//! Pipeline response types.
//!
//! Every pipeline invocation resolves to a [`ChatResponse`] — failures are
//! represented as an error-carrying response, never as a propagated error.

use serde::{Deserialize, Serialize};

use crate::message::ChatMessage;

/// The result of one pipeline invocation.
///
/// Exactly one of a normal assistant message or an error-carrying assistant
/// message is produced per invocation; `message` is always present.
#[derive(Debug, Clone, Serialize, Deserialize)]
pub struct ChatResponse {
    /// The assistant message for this turn
    pub message: ChatMessage,

    /// Follow-up suggestions derived from the response text
    #[serde(default, skip_serializing_if = "Vec::is_empty")]
    pub suggestions: Vec<String>,

    /// Structured actions derived from the response text
    #[serde(default, skip_serializing_if = "Vec::is_empty")]
    pub actions: Vec<ChatAction>,

    /// Error details when the turn failed
    #[serde(default, skip_serializing_if = "Option::is_none")]
    pub error: Option<ErrorInfo>,
}

impl ChatResponse {
    /// A successful response with no suggestions or actions yet.
    pub fn ok(message: ChatMessage) -> Self {
        Self {
            message,
            suggestions: Vec::new(),
            actions: Vec::new(),
            error: None,
        }
    }

    /// An error response wrapping an apology-style assistant message.
    pub fn failed(message: ChatMessage, error: ErrorInfo) -> Self {
        Self {
            message,
            suggestions: Vec::new(),
            actions: Vec::new(),
            error: Some(error),
        }
    }

    /// Whether this response carries an error.
    pub fn is_error(&self) -> bool {
        self.error.is_some()
    }
}

/// A structured action the editor can offer to apply.
///
/// Discriminated by the `type` tag on the wire, one payload shape per
/// variant.
#[derive(Debug, Clone, PartialEq, Serialize, Deserialize)]
#[serde(tag = "type", rename_all = "snake_case")]
pub enum ChatAction {
    /// Create a new file from a code block in the response
    CreateFile {
        content: String,
        language: String,
        description: String,
    },
    /// Modify an existing file
    ModifyFile {
        path: String,
        content: String,
        description: String,
    },
    /// Run a shell command
    RunCommand {
        command: String,
        description: String,
    },
    /// Start drafting a specification
    CreateSpec { description: String },
}

/// Classification of a failed turn.
#[derive(Debug, Clone, Copy, PartialEq, Eq, Serialize, Deserialize)]
#[serde(rename_all = "lowercase")]
pub enum ErrorKind {
    /// Safety check rejected the input
    Validation,
    /// Another request was already in flight
    Busy,
    /// Network-layer failure (retryable)
    Network,
    /// Authentication/authorization failure
    Auth,
    /// Everything else (retryable)
    System,
}

/// Error details carried in a failed [`ChatResponse`].
#[derive(Debug, Clone, Serialize, Deserialize)]
pub struct ErrorInfo {
    /// Error classification
    #[serde(rename = "type")]
    pub kind: ErrorKind,

    /// Human-readable description
    pub message: String,

    /// Whether a UI-level retry affordance makes sense.
    /// True only for network/system classifications.
    pub retryable: bool,
}

impl ErrorInfo {
    pub fn new(kind: ErrorKind, message: impl Into<String>) -> Self {
        let retryable = matches!(kind, ErrorKind::Network | ErrorKind::System);
        Self {
            kind,
            message: message.into(),
            retryable,
        }
    }
}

Work instructions:
Please output the complete data exactly.

Exercise result:
//! Pipeline response types.
//!
//! Every pipeline invocation resolves to a [`ChatResponse`] — failures are
//! represented as an error-carrying response, never as a propagated error.

use serde::{Deserialize, Serialize};

use crate::message::ChatMessage;

/// The result of one pipeline invocation.
///
/// Exactly one of a normal assistant message or an error-carrying assistant
/// message is produced per invocation; `message` is always present.
#[derive(Debug, Clone, Serialize, Deserialize)]
pub struct ChatResponse {
    /// The assistant message for this turn
    pub message: ChatMessage,

    /// Follow-up suggestions derived from the response text
    #[serde(default, skip_serializing_if = "Vec::is_empty")]
    pub suggestions: Vec<String>,

    /// Structured actions derived from the response text
    #[serde(default, skip_serializing_if = "Vec::is_empty")]
    pub actions: Vec<ChatAction>,

    /// Error details when the turn failed
    #[serde(default, skip_serializing_if = "Option::is_none")]
    pub error: Option<ErrorInfo>,
}

impl ChatResponse {
    /// A successful response with no suggestions or actions yet.
    pub fn ok(message: ChatMessage) -> Self {
        Self {
            message,
            suggestions: Vec::new(),
            actions: Vec::new(),
            error: None,
        }
    }

    /// An error response wrapping an apology-style assistant message.
    pub fn failed(message: ChatMessage, error: ErrorInfo) -> Self {
        Self {
            message,
            suggestions: Vec::new(),
            actions: Vec::new(),
            error: Some(error),
        }
    }

    /// Whether this response carries an error.
    pub fn is_error(&self) -> bool {
        self.error.is_some()
    }
}

/// A structured action the editor can offer to apply.
///
/// Discriminated by the `type` tag on the wire, one payload shape per
/// variant.
#[derive(Debug, Clone, PartialEq, Serialize, Deserialize)]
#[serde(tag = "type", rename_all = "snake_case")]
pub enum ChatAction {
    /// Create a new file from a code block in the response
    CreateFile {
        content: String,
        language: String,
        description: String,
    },
    /// Modify an existing file
    ModifyFile {
        path: String,
        content: String,
        description: String,
    },
    /// Run a shell command
    RunCommand {
        command: String,
        description: String,
    },
    /// Start drafting a specification
    CreateSpec { description: String },
}

/// Classification of a failed turn.
#[derive(Debug, Clone, Copy, PartialEq, Eq, Serialize, Deserialize)]
#[serde(rename_all = "lowercase")]
pub enum ErrorKind {
    /// Safety check rejected the input
    Validation,
    /// Another request was already in flight
    Busy,
    /// Network-layer failure (retryable)
    Network,
    /// Authentication/authorization failure
    Auth,
    /// Everything else (retryable)
    System,
}

/// Error details carried in a failed [`ChatResponse`].
#[derive(Debug, Clone, Serialize, Deserialize)]
pub struct ErrorInfo {
    /// Error classification
    #[serde(rename = "type")]
    pub kind: ErrorKind,

    /// Human-readable description
    pub message: String,

    /// Whether a UI-level retry affordance makes sense.
    /// True only for network/system classifications.
    pub retryable: bool,
}

impl ErrorInfo {
    pub fn new(kind: ErrorKind, message: impl Into<String>) -> Self {
        let retryable = matches!(kind, ErrorKind::Network | ErrorKind::System);
        Self {
            kind,
            message: message.into(),
            retryable,
        }
    }
}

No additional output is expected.